Operando Identification of the Dynamic Behavior of Oxygen Vacancy-Rich Co3O4 for Oxygen Evolution Reaction

Abstract

The exact role of a defect structure on transition metal compounds for electrocatalytic oxygen evolution reaction (OER), which is a very dynamic process, remains unclear. Studying the structure–activity relationship of defective electrocatalysts under operando conditions is crucial for understanding their intrinsic reaction mechanism and dynamic behavior of defect sites. Co₃O₄ with rich oxygen vacancy (V_O) has been reported to efficiently catalyze OER. Herein, we constructed pure spinel Co₃O₄ and V_O-rich Co₃O₄ as catalyst models to study the defect mechanism and investigate the dynamic behavior of defect sites during the electrocatalytic OER process by various operando characterizations.

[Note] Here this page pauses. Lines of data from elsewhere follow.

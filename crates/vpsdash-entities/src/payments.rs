//! Entity для таблицы payments. Записи не изменяются, только удаляются.

use sea_orm::entity::prelude::*;
use serde::{Deserialize, Serialize};
use vpsdash_domain::models::PaymentResponse;
use vpsdash_domain::LedgerEntry;

#[derive(Clone, Debug, PartialEq, DeriveEntityModel, Serialize, Deserialize)]
#[sea_orm(table_name = "payments")]
pub struct Model {
    #[sea_orm(primary_key)]
    pub id: i32,

    pub server_id: i32,

    /// Сумма в валюте сервера
    pub amount: f64,

    pub currency: String,

    /// Сумма в рублях по курсу на момент оплаты
    pub amount_rub: f64,

    /// Курс на момент оплаты
    pub exchange_rate: f64,

    pub paid_at: ChronoDateTimeUtc,

    /// Месяц оплаты ("2026-01")
    pub payment_month: String,
}

#[derive(Copy, Clone, Debug, EnumIter, DeriveRelation)]
pub enum Relation {
    #[sea_orm(
        belongs_to = "super::servers::Entity",
        from = "Column::ServerId",
        to = "super::servers::Column::Id",
        on_delete = "Cascade"
    )]
    Server,
}

impl Related<super::servers::Entity> for Entity {
    fn to() -> RelationDef {
        Relation::Server.def()
    }
}

impl ActiveModelBehavior for ActiveModel {}

impl Model {
    pub fn into_response(self, server_name: String) -> PaymentResponse {
        PaymentResponse {
            id: self.id,
            server_id: self.server_id,
            server_name,
            amount: self.amount,
            currency: self.currency,
            amount_rub: self.amount_rub,
            exchange_rate: self.exchange_rate,
            paid_at: self.paid_at,
            payment_month: self.payment_month,
        }
    }
}

impl LedgerEntry for Model {
    fn amount(&self) -> f64 {
        self.amount
    }
    fn currency(&self) -> &str {
        &self.currency
    }
    fn amount_rub(&self) -> f64 {
        self.amount_rub
    }
    fn payment_month(&self) -> &str {
        &self.payment_month
    }
}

Operando electrochemical impedance spectroscopy (EIS) and cyclic voltammetry (CV) implied that the V_O could facilitate the pre-oxidation of the low-valence Co (Co²⁺, part of which was induced by the V_O to balance the charge) at a relatively lower applied potential. This observation confirmed that the V_O could initialize the surface reconstruction of V_O–Co₃O₄ prior to the occurrence of the OER process. The quasi-operando X-ray photoelectron spectroscopy (XPS) and operando X-ray absorption fine structure (XAFS) results further demonstrated the oxygen vacancies were filled with OH^? first for V_O–Co₃O₄ and facilitated pre-oxidation of low-valence Co and promoted reconstruction/deprotonation of intermediate Co–OOH^?. This work provides insight into the defect mechanism in Co₃O₄ for OER in a dynamic way by observing the surface dynamic evolution process of defective electrocatalysts and identifying the real active sites during the electrocatalysis process. The current finding would motivate the community to focus more on the dynamic behavior of defect electrocatalysts.